Problem details: A single number is required: how many lines in the data below contain "AppState".

(Collected data entries)
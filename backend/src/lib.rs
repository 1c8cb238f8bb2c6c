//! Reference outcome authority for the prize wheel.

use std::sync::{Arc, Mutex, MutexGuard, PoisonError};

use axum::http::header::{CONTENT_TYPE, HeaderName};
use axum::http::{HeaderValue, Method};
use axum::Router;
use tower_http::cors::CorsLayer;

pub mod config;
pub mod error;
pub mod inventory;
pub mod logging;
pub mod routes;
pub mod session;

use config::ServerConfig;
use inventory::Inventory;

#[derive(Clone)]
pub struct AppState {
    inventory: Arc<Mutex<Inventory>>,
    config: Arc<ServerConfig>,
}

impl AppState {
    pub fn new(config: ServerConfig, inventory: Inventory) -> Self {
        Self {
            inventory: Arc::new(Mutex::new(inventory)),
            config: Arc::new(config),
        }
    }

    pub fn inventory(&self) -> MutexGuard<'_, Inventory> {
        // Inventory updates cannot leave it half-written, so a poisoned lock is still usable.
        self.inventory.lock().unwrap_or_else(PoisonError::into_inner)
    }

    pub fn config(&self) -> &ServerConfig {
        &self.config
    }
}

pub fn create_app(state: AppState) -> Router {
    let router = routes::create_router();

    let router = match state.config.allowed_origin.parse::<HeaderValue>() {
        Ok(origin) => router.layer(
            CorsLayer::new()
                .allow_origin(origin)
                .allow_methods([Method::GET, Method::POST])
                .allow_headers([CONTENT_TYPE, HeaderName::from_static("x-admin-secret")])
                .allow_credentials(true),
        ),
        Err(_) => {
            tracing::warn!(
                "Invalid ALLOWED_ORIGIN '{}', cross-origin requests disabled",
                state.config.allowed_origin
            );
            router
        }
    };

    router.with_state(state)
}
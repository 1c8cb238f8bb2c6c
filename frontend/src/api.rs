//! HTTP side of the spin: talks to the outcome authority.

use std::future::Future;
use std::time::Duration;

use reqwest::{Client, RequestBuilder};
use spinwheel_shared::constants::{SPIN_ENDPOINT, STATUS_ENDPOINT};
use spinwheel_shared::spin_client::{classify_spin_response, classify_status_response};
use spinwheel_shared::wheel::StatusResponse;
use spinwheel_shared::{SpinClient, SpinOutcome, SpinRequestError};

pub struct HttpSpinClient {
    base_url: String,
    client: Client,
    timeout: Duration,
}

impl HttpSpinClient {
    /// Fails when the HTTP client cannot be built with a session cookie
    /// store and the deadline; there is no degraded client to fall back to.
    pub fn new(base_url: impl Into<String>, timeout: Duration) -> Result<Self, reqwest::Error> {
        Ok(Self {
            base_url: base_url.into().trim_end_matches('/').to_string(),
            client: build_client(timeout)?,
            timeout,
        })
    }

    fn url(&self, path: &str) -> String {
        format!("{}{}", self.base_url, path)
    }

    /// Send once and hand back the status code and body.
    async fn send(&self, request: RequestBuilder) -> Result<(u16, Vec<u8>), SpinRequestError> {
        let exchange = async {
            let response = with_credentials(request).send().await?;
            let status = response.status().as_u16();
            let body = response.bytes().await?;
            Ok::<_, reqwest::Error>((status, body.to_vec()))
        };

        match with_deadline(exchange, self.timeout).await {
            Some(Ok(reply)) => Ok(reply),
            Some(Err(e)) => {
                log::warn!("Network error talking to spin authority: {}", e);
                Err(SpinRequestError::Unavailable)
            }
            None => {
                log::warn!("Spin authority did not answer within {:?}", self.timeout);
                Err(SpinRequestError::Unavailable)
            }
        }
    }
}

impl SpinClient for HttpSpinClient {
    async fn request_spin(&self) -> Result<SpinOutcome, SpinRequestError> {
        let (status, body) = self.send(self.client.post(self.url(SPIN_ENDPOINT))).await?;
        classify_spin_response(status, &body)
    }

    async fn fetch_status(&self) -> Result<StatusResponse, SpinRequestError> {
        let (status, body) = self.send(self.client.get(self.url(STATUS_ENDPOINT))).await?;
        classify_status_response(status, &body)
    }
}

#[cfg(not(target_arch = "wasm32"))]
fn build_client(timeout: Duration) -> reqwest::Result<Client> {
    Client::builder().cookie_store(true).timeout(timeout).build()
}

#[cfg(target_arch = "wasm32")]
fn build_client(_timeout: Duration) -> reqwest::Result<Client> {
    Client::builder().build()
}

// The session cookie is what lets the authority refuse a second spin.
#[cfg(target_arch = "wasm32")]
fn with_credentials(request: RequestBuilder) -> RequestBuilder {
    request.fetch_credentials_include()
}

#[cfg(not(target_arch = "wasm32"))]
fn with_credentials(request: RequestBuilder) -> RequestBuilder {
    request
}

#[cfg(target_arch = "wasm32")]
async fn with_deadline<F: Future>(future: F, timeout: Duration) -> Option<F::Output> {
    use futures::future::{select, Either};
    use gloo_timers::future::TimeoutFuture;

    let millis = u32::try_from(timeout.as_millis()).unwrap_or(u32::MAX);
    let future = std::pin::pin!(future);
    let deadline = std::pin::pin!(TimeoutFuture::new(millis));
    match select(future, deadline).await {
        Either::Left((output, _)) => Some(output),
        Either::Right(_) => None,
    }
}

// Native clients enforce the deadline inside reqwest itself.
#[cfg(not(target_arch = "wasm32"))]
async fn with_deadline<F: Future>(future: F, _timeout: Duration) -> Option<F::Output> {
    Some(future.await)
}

Response for this exercise: 3